* _DIRECTIONS_
Starting at the top of the records, output every line through the one that contains "ready for authentication.", keeping each exactly as it appears.

* _AVAILABLE DATA_
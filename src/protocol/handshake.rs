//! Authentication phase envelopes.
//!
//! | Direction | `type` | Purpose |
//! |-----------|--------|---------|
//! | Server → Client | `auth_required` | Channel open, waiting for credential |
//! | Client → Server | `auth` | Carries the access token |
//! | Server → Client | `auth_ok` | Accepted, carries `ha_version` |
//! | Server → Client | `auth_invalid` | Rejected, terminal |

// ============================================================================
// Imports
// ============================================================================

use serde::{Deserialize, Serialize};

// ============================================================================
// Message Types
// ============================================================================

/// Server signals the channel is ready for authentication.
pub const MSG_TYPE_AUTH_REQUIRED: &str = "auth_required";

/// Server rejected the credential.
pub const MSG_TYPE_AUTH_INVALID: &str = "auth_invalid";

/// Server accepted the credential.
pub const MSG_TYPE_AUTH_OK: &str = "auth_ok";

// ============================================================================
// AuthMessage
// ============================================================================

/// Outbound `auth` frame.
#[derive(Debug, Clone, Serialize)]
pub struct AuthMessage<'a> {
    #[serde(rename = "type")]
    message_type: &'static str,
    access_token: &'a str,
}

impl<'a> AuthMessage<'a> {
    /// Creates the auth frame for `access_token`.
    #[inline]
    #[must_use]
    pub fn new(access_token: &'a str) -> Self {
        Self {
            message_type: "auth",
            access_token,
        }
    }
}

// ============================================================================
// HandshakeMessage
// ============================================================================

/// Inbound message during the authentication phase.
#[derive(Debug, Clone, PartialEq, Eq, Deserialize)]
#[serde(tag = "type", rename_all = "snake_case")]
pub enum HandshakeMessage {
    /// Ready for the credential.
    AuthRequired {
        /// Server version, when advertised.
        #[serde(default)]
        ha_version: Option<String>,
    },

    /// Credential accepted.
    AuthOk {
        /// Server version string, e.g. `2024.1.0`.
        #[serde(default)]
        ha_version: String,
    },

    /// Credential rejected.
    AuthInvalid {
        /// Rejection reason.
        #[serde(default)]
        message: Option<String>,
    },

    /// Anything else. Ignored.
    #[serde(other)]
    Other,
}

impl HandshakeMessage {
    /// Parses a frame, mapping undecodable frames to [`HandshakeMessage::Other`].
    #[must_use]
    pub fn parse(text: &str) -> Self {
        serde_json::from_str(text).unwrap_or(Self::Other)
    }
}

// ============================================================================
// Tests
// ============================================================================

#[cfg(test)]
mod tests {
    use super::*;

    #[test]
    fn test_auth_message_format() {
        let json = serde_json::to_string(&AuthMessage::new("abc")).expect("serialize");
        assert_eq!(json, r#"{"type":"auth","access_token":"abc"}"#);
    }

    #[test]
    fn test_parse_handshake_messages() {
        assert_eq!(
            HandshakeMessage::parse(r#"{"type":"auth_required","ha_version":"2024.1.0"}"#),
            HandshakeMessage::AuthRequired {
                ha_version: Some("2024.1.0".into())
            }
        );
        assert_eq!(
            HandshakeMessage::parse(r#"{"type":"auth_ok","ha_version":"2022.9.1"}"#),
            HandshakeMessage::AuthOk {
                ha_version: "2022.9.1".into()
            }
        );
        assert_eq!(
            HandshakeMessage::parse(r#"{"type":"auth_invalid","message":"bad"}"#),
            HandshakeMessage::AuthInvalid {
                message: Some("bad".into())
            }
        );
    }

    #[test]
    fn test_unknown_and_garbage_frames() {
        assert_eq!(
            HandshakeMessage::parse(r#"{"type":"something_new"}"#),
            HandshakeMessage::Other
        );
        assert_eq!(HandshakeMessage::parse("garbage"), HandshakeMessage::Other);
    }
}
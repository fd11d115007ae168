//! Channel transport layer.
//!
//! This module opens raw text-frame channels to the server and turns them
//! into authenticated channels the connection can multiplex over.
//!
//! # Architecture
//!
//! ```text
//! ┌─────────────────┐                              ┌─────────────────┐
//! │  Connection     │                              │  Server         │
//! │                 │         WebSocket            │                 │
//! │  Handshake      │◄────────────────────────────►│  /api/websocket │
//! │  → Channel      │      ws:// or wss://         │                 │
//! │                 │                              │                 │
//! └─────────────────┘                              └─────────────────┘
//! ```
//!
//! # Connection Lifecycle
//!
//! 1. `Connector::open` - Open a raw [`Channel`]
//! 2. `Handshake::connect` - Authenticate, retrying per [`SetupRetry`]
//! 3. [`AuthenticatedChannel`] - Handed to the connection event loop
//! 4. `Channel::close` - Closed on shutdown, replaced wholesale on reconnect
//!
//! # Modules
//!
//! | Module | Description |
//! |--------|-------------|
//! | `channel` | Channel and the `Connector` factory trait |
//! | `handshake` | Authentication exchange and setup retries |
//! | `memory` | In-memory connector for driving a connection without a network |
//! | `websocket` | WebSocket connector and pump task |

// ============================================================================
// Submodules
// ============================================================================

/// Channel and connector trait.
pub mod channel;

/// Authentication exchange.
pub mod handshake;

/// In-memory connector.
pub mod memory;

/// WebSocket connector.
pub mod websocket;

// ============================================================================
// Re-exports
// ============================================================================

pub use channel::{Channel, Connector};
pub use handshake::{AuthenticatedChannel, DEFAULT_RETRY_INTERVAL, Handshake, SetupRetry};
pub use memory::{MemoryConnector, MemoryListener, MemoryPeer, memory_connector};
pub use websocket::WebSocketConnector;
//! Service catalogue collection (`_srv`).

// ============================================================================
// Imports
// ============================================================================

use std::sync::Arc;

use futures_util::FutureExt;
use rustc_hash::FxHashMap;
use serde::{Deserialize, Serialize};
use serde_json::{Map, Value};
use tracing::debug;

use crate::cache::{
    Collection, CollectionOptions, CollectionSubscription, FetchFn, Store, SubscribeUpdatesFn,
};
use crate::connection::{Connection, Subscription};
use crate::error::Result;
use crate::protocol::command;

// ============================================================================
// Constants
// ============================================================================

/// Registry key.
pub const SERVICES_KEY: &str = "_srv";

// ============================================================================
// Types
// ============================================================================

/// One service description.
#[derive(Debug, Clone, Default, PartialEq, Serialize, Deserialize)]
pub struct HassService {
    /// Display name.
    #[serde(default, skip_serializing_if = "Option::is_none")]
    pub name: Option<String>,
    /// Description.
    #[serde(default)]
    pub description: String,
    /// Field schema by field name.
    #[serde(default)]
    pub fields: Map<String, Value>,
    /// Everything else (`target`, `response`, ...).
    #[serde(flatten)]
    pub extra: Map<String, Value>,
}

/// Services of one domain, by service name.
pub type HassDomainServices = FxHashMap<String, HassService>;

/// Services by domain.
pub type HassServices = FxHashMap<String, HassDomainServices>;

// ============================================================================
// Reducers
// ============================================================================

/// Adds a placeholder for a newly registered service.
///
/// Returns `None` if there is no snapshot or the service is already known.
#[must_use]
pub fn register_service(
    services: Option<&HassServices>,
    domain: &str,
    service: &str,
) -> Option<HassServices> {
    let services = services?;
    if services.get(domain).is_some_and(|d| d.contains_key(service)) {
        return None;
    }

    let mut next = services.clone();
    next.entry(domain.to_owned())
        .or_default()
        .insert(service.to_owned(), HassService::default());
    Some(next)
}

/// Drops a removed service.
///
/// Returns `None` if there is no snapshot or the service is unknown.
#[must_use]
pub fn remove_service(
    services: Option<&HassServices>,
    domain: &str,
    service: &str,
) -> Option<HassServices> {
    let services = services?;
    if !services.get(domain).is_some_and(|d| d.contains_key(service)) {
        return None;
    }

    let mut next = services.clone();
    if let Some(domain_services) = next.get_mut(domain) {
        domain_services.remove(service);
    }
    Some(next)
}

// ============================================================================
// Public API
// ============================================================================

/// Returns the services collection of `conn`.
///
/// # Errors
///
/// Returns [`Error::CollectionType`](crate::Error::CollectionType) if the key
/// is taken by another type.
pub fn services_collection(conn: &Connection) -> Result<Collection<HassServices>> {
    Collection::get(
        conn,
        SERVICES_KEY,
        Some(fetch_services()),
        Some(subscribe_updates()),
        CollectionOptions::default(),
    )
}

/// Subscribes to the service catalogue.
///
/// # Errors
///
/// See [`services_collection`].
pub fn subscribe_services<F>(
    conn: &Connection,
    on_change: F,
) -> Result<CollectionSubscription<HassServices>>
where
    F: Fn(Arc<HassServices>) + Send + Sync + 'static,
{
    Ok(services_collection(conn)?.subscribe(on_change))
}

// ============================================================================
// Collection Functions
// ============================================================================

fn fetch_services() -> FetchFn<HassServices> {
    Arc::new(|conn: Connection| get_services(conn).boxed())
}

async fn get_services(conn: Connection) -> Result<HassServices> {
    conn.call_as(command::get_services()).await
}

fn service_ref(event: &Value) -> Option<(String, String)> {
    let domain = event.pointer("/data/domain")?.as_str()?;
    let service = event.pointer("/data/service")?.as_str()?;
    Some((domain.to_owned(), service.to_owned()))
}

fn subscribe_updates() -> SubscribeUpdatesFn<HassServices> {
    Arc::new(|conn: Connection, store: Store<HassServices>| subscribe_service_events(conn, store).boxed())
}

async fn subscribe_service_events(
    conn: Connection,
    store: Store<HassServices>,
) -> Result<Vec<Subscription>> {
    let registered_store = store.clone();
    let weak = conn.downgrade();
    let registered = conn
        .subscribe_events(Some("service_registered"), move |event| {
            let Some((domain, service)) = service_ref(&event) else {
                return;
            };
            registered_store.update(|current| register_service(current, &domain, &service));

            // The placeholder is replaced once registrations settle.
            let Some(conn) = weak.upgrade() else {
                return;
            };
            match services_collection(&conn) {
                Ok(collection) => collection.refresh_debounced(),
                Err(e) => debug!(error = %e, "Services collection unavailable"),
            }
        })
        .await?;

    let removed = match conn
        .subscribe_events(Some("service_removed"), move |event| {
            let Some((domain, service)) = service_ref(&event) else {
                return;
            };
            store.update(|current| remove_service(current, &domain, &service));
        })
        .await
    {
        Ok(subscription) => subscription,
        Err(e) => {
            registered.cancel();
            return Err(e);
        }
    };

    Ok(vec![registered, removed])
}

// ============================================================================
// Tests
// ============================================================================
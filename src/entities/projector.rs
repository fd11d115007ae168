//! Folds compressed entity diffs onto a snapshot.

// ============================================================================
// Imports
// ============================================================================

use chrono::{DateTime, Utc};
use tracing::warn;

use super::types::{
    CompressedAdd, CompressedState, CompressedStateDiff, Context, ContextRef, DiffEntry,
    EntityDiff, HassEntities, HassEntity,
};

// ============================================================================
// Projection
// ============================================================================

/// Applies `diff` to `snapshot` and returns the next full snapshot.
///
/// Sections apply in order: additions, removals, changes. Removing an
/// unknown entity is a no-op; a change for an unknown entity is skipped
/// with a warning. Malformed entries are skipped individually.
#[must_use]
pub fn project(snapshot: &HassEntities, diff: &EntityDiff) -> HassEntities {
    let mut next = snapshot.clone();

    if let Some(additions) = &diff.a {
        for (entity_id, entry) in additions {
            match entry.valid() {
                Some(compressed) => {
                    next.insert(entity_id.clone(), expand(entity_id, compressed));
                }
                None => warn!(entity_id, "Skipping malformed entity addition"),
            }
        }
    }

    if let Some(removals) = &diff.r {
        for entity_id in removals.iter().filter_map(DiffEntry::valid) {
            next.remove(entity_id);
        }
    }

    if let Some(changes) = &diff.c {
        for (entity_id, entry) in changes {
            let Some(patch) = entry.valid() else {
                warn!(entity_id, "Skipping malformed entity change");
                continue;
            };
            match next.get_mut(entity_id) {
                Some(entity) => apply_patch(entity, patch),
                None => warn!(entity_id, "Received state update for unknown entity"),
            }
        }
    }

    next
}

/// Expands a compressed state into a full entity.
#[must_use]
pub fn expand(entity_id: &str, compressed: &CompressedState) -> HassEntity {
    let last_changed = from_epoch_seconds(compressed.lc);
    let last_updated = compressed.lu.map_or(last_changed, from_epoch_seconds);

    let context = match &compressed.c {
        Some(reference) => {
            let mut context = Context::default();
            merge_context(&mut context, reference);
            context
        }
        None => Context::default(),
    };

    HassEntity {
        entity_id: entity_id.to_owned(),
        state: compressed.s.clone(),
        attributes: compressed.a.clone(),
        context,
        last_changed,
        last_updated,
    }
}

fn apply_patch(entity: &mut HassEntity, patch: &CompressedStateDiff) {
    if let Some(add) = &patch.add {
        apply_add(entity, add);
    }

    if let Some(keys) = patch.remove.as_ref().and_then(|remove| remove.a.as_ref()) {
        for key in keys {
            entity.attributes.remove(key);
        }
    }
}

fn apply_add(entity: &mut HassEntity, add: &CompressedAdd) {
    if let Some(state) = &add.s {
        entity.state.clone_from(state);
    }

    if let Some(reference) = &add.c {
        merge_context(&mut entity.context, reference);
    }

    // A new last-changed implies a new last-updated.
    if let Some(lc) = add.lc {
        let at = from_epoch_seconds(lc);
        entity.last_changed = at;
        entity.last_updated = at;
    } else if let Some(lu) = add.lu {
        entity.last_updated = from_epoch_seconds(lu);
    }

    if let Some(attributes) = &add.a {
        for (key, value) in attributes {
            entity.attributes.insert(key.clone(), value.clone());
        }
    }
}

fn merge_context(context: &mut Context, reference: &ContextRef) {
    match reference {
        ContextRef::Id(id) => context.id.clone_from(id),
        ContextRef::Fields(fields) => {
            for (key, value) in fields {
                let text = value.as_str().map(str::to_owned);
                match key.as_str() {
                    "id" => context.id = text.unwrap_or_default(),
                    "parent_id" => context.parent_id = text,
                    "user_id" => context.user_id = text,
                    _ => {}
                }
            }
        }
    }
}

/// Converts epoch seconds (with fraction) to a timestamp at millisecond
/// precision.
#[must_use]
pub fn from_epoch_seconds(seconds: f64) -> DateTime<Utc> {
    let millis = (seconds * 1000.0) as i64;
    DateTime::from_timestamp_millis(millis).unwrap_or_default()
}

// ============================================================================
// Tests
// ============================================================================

* _REPLY_
filename src/protocol/handshake.rs
//! Authentication phase envelopes.
//!
//! | Direction | `type` | Purpose |
//! |-----------|--------|---------|
//! | Server → Client | `auth_required` | Channel open, waiting for credential |
//! | Client → Server | `auth` | Carries the access token |
//! | Server → Client | `auth_ok` | Accepted, carries `ha_version` |
//! | Server → Client | `auth_invalid` | Rejected, terminal |

// ============================================================================
// Imports
// ============================================================================

use serde::{Deserialize, Serialize};

// ============================================================================
// Message Types
// ============================================================================

/// Server signals the channel is ready for authentication.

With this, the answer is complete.